Stanley is a member of the Women’s Basketball Hall of Fame, class of 2002 and received the Joe Lapchick Character Award in 2016.

Theresa Grentz

A native of Glenolden, Pennsylvania, Theresa Grentz played at Cardinal O’Hara High School, leading her team to three Philadelphia Catholic and City League titles. At Immaculata, where she majored in biology with a minor in chemistry, Grentz played on all three Immaculata women’s national championship squads. She was a three time All-American and in 1974, she was named to the U.S. national team in the World Basketball Championship Games.

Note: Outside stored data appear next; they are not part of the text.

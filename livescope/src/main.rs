//! # livescope - Main Entry Point
//!
//! Replays a capture file into a fresh `CaptureData` on background threads
//! while the live functions view re-sorts on a fixed tick, then prints the
//! resulting table.

use std::sync::Arc;
use std::time::{Duration, Instant};

use anyhow::{Context, Result};
use clap::Parser;
use livescope::capture::{CaptureData, MinMax};
use livescope::cli::Args;
use livescope::domain::{self, FunctionAddress, ReplayError};
use livescope::replay::{CaptureFile, Replay, ReplayOptions};
use livescope::view::{LiveColumn, LiveFunctionsView};
use log::{info, warn};

// Exit codes
const EXIT_SUCCESS: i32 = 0;
const EXIT_ERROR: i32 = 1;
const EXIT_USAGE: i32 = 2;

fn main() {
    env_logger::init();
    std::process::exit(match run() {
        Ok(()) => EXIT_SUCCESS,
        Err(e) => {
            let code = exit_code_for(&e);
            eprintln!("error: {e:#}");
            code
        }
    });
}

/// Malformed capture files are a usage problem; everything else is an error.
fn exit_code_for(err: &anyhow::Error) -> i32 {
    match err.downcast_ref::<ReplayError>() {
        Some(ReplayError::Io(_)) | None => EXIT_ERROR,
        Some(_) => EXIT_USAGE,
    }
}

#[tokio::main]
async fn run() -> Result<()> {
    let args = Args::parse();
    let quiet = args.quiet;

    let capture = CaptureFile::from_file(&args.capture)
        .with_context(|| format!("Failed to load capture {}", args.capture.display()))?;

    if !quiet {
        println!("livescope v{}", env!("CARGO_PKG_VERSION"));
        println!("capture: {}", args.capture.display());
        println!("pid: {}", capture.session.process_id);
        println!("functions: {}", capture.session.functions.len());
        println!("events: {} ({} timers)", capture.events.len(), capture.timer_count());
    }

    let CaptureFile { session, events } = capture;
    let data = Arc::new(CaptureData::new(session, args.capture_config()));

    let mut view = LiveFunctionsView::new();
    view.on_capture_started(Arc::clone(&data));
    if !args.filter.is_empty() {
        view.set_filter(&args.filter);
    }
    view.set_sort(args.sort, args.sort_order());

    let replay = Replay::start(events, Arc::clone(&data), ReplayOptions { speed: args.speed });

    // Setup Ctrl+C handler
    let ctrl_c = tokio::signal::ctrl_c();
    tokio::pin!(ctrl_c);

    let started = Instant::now();
    let duration_limit =
        if args.duration > 0 { Some(Duration::from_secs(args.duration)) } else { None };
    let mut ticker = tokio::time::interval(args.refresh_period());

    let exit_reason = loop {
        tokio::select! {
            _ = ticker.tick() => {}
            _ = &mut ctrl_c => {
                replay.stop();
                break "interrupted";
            }
        }

        // Checked before the re-sort so the last tick sees every event.
        let finished = replay.is_finished();
        view.on_timer();
        if args.headless {
            print_table(&view, args.top);
        }

        if finished {
            break "capture exhausted";
        }
        if duration_limit.is_some_and(|limit| started.elapsed() >= limit) {
            replay.stop();
            break "duration limit reached";
        }
    };

    let summary = replay.join()?;
    view.on_timer();

    if !quiet {
        eprintln!(
            "\n{}: {:.1}s, {} events sent, {} ingested, {} timers rejected, {} threads",
            exit_reason,
            started.elapsed().as_secs_f64(),
            summary.events_sent,
            summary.events_ingested,
            summary.timers_rejected,
            data.timer_chains().len(),
        );
    }
    if let Some(err) = &summary.fatal {
        warn!("Capture ended early: {err}");
    }

    print_table(&view, args.top);

    if let Some(name) = &args.min_max {
        print_min_max(&data, name);
    }

    if summary.fatal.is_some() {
        anyhow::bail!("Capture aborted after {} events", summary.events_ingested);
    }
    Ok(())
}

fn print_table(view: &LiveFunctionsView, top: usize) {
    let (column, order) = view.sorting();
    let filter = if view.filter().is_empty() {
        String::new()
    } else {
        format!(", filter \"{}\"", view.filter())
    };
    println!("\n{} functions, sorted by {column} {order:?}{filter}", view.len());
    println!(
        "{:<40} {:>10} {:>14} {:>14} {:>14} {:>14} {:>18}",
        "Function", "Count", "Total", "Avg", "Min", "Max", "Address"
    );

    for row in 0..view.len().min(top) {
        let cell = |column| view.value(row, column);
        println!(
            "{:<40} {:>10} {:>14} {:>14} {:>14} {:>14} {:>18}",
            truncate(&cell(LiveColumn::Name), 40),
            cell(LiveColumn::Count),
            cell(LiveColumn::Total),
            cell(LiveColumn::Average),
            cell(LiveColumn::Min),
            cell(LiveColumn::Max),
            cell(LiveColumn::Address),
        );
    }
}

fn print_min_max(data: &CaptureData, name: &str) {
    let Some(function) =
        data.selected_functions().iter().find(|f| f.display_name() == name || f.name == name)
    else {
        warn!("No selected function named \"{name}\"");
        return;
    };
    let address = data.absolute_address(function);
    info!("Scanning timer chains for {name} at {}", FunctionAddress(address));

    match data.find_extreme_duration_records(address) {
        Some(MinMax { min, max }) => {
            for (label, call) in [("fastest", min), ("slowest", max)] {
                println!(
                    "{label}: {} on {} at {} ns (block {}, slot {})",
                    domain::Duration(call.duration_ns()),
                    call.location.tid,
                    call.timer.start_ns,
                    call.location.block,
                    call.location.index,
                );
            }
        }
        None => println!("{name}: no recorded calls"),
    }
}

fn truncate(text: &str, width: usize) -> String {
    if text.chars().count() <= width {
        return text.to_owned();
    }
    let mut out: String = text.chars().take(width.saturating_sub(1)).collect();
    out.push('…');
    out
}
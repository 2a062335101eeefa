//! The ingestion-facing contract.
//!
//! A capture transport delivers each observed event through exactly one of
//! the typed methods below, or hands a [`CaptureEvent`] to [`CaptureListener::handle`],
//! which routes every variant to its method.

use livescope_common::{AddressInfo, CallStack, CallstackEvent, CaptureEvent, TimerRecord};

use crate::domain::IngestError;

/// Sink for capture events.
///
/// Methods take `&self`: a sink is shared between the producer threads that
/// feed it and the consumers that query it. Only timers can be rejected; the
/// other kinds are stored without semantic validation.
pub trait CaptureListener: Send + Sync {
    /// A completed function call.
    ///
    /// # Errors
    ///
    /// Implementations reject malformed records and report fatal storage
    /// failures; see [`IngestError`].
    fn on_timer(&self, timer: TimerRecord) -> Result<(), IngestError>;

    /// An interned string, e.g. symbol text referenced by key.
    fn on_key_and_string(&self, key: u64, string: String);

    /// A resolved call stack keyed by its content hash.
    fn on_callstack(&self, callstack: CallStack);

    /// A sample referencing a call stack by key. The key may be unknown.
    fn on_callstack_event(&self, event: CallstackEvent);

    fn on_thread_name(&self, thread_id: i32, name: String);

    fn on_address_info(&self, address_info: AddressInfo);

    /// Route one event to the matching method.
    ///
    /// # Errors
    ///
    /// Propagates the error of [`CaptureListener::on_timer`].
    fn handle(&self, event: CaptureEvent) -> Result<(), IngestError> {
        match event {
            CaptureEvent::Timer(timer) => return self.on_timer(timer),
            CaptureEvent::KeyAndString { key, string } => self.on_key_and_string(key, string),
            CaptureEvent::Callstack(callstack) => self.on_callstack(callstack),
            CaptureEvent::CallstackEvent(event) => self.on_callstack_event(event),
            CaptureEvent::ThreadName { thread_id, name } => self.on_thread_name(thread_id, name),
            CaptureEvent::AddressInfo(info) => self.on_address_info(info),
        }
        Ok(())
    }
}

#[cfg(test)]
mod tests {
    use super::*;
    use parking_lot::Mutex;

    #[derive(Default)]
    struct Recorder {
        seen: Mutex<Vec<&'static str>>,
    }

    impl CaptureListener for Recorder {
        fn on_timer(&self, _: TimerRecord) -> Result<(), IngestError> {
            self.seen.lock().push("timer");
            Ok(())
        }
        fn on_key_and_string(&self, _: u64, _: String) {
            self.seen.lock().push("string");
        }
        fn on_callstack(&self, _: CallStack) {
            self.seen.lock().push("callstack");
        }
        fn on_callstack_event(&self, _: CallstackEvent) {
            self.seen.lock().push("callstack_event");
        }
        fn on_thread_name(&self, _: i32, _: String) {
            self.seen.lock().push("thread_name");
        }
        fn on_address_info(&self, _: AddressInfo) {
            self.seen.lock().push("address_info");
        }
    }

    #[test]
    fn test_handle_routes_every_variant() {
        let recorder = Recorder::default();
        let events = vec![
            CaptureEvent::Timer(TimerRecord::new(1, 1, 0, 1)),
            CaptureEvent::KeyAndString { key: 1, string: "main".into() },
            CaptureEvent::Callstack(CallStack::new(vec![1, 2])),
            CaptureEvent::CallstackEvent(CallstackEvent {
                time_ns: 5,
                callstack_hash: 9,
                thread_id: 1,
            }),
            CaptureEvent::ThreadName { thread_id: 1, name: "worker".into() },
            CaptureEvent::AddressInfo(AddressInfo {
                absolute_address: 1,
                function_name: "main".into(),
                offset_in_function: 0,
                module_path: "/bin/app".into(),
            }),
        ];
        for event in events {
            recorder.handle(event).unwrap();
        }

        assert_eq!(
            *recorder.seen.lock(),
            vec!["timer", "string", "callstack", "callstack_event", "thread_name", "address_info"]
        );
    }
}
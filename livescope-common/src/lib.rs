//! # Shared Data Structures (Capture Transport ↔ Live Core)
//!
//! Defines the records a capture transport delivers into the live core. The
//! transport (process attachment, tracing, symbol lookup) lives outside this
//! workspace; everything it hands over is expressed with the types below.
//!
//! ## Key Types
//!
//! - [`TimerRecord`] - One completed function call measured on one thread
//! - [`CallStack`] - Resolved call stack, keyed by a content hash
//! - [`CallstackEvent`] - A sample associating a thread and time with a call stack
//! - [`AddressInfo`] - An address resolved to a symbol by the transport
//! - [`FunctionInfo`] - A function selected for instrumentation
//! - [`CaptureEvent`] - Closed set of everything the transport may deliver
//!
//! With the `serde` feature every type derives `Serialize`/`Deserialize`, and
//! [`CaptureEvent`] uses an internally tagged `"type"` field so a capture can be
//! stored as JSON Lines.

use std::collections::hash_map::DefaultHasher;
use std::hash::{Hash, Hasher};

#[cfg(feature = "serde")]
use serde::{Deserialize, Serialize};

// ============================================================================
// Timers
// ============================================================================

/// One completed function-call timing measurement.
///
/// Immutable once written into a timer chain. Addresses are absolute (already
/// relocated by the module's load bias).
#[derive(Debug, Clone, Copy, PartialEq, Eq, Hash)]
#[cfg_attr(feature = "serde", derive(Serialize, Deserialize))]
pub struct TimerRecord {
    /// Absolute address of the instrumented function
    pub function_address: u64,

    /// Thread that executed the call
    pub thread_id: i32,

    /// Entry timestamp in nanoseconds (monotonic clock)
    pub start_ns: u64,

    /// Exit timestamp in nanoseconds (monotonic clock)
    pub end_ns: u64,
}

impl TimerRecord {
    #[must_use]
    pub fn new(function_address: u64, thread_id: i32, start_ns: u64, end_ns: u64) -> Self {
        Self { function_address, thread_id, start_ns, end_ns }
    }

    /// Elapsed time, or `None` when the record ends before it starts.
    #[must_use]
    pub fn elapsed_ns(&self) -> Option<u64> {
        self.end_ns.checked_sub(self.start_ns)
    }
}

// ============================================================================
// Call stacks
// ============================================================================

/// Fully resolved call stack (innermost frame first), keyed by a content hash.
#[derive(Debug, Clone, PartialEq, Eq)]
#[cfg_attr(feature = "serde", derive(Serialize, Deserialize))]
pub struct CallStack {
    pub hash: u64,
    pub frames: Vec<u64>,
}

impl CallStack {
    /// Build a call stack and derive its key from the frame addresses.
    #[must_use]
    pub fn new(frames: Vec<u64>) -> Self {
        let hash = Self::hash_frames(&frames);
        Self { hash, frames }
    }

    /// Content hash used as the call stack key.
    ///
    /// Uses `DefaultHasher::new()`, which is keyed with fixed zero keys, so the
    /// same frames always produce the same key within one build.
    #[must_use]
    pub fn hash_frames(frames: &[u64]) -> u64 {
        let mut hasher = DefaultHasher::new();
        frames.hash(&mut hasher);
        hasher.finish()
    }
}

/// A sampled call stack observed on a thread at a point in time.
///
/// `callstack_hash` is an opaque reference: it may name a call stack that has
/// not been delivered yet, or never will be.
#[derive(Debug, Clone, Copy, PartialEq, Eq)]
#[cfg_attr(feature = "serde", derive(Serialize, Deserialize))]
pub struct CallstackEvent {
    pub time_ns: u64,
    pub callstack_hash: u64,
    pub thread_id: i32,
}

// ============================================================================
// Symbols
// ============================================================================

/// An absolute address resolved to a symbol by the transport.
#[derive(Debug, Clone, PartialEq, Eq)]
#[cfg_attr(feature = "serde", derive(Serialize, Deserialize))]
pub struct AddressInfo {
    pub absolute_address: u64,
    pub function_name: String,
    pub offset_in_function: u64,
    pub module_path: String,
}

/// A function selected for instrumentation in a capture.
///
/// `address` is relative to the module; the capture's load bias for
/// `module_path` turns it into the absolute address timers refer to.
#[derive(Debug, Clone, PartialEq, Eq, Default)]
#[cfg_attr(feature = "serde", derive(Serialize, Deserialize))]
pub struct FunctionInfo {
    pub name: String,
    #[cfg_attr(feature = "serde", serde(default))]
    pub pretty_name: String,
    #[cfg_attr(feature = "serde", serde(default))]
    pub module_path: String,
    pub address: u64,
    #[cfg_attr(feature = "serde", serde(default))]
    pub size: u64,
    /// Set for the profiler's own instrumentation entry points, which are
    /// hooked as part of every capture but are not user functions.
    #[cfg_attr(feature = "serde", serde(default))]
    pub instrumentation: bool,
}

impl FunctionInfo {
    /// Demangled name when known, raw name otherwise.
    #[must_use]
    pub fn display_name(&self) -> &str {
        if self.pretty_name.is_empty() {
            &self.name
        } else {
            &self.pretty_name
        }
    }

    /// File name of `module_path` (the part after the last `/`).
    #[must_use]
    pub fn module_name(&self) -> &str {
        self.module_path.rsplit('/').next().unwrap_or(&self.module_path)
    }
}

// ============================================================================
// Event variant
// ============================================================================

/// Every kind of event a capture transport delivers.
///
/// No ordering is required between kinds.
#[derive(Debug, Clone, PartialEq, Eq)]
#[cfg_attr(feature = "serde", derive(Serialize, Deserialize))]
#[cfg_attr(feature = "serde", serde(tag = "type", rename_all = "snake_case"))]
pub enum CaptureEvent {
    Timer(TimerRecord),
    KeyAndString { key: u64, string: String },
    Callstack(CallStack),
    CallstackEvent(CallstackEvent),
    ThreadName { thread_id: i32, name: String },
    AddressInfo(AddressInfo),
}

Grentz’s coaching career began shortly after she graduated from Immaculata, when she was hired as the part-time head women’s basketball coach at St. Joseph’s University. After guiding the university’s Hawks to two winning seasons, Grentz was hired at Rutgers, becoming the first Division I full-time women’s basketball head coach in the nation. She spent 19 years at Rutgers, where she coached the Scarlet Knights to nine NCAA Tournament appearances and to the 1982 AIAW national championship title.

In 1995, Grentz became the head women’s basketball coach at the University of Illinois winning the school’s only Big Ten title in women’s basketball in 1997. She earned Big Ten Coach of the Year and the Women’s Basketball Coaches Association (WBCA) District Coach of the Year in 1997 and 1998. During her time at Illinois, she also was named the 1992 U.S. Olympic team’s coach.

Grentz was inducted into the Women’s Basketball Hall of Fame in 2001, received the WBCA Carol Eckman Award, and was named Female Athlete of the Millennium by the Delaware County Daily Times in 1999. Grentz also served as president of the Women’s Basketball Coaches’ Association for two years. At the time of her retirement, she was the tenth winningest Division I women’s basketball coach in history.

“On behalf of the faculty, staff and students of Immaculata University, we congratulate Marianne and Theresa on this special honor. A quick review of their accomplishments more than suggests that they are most deserving,” states Immaculata President Barbara Lettiere ’72.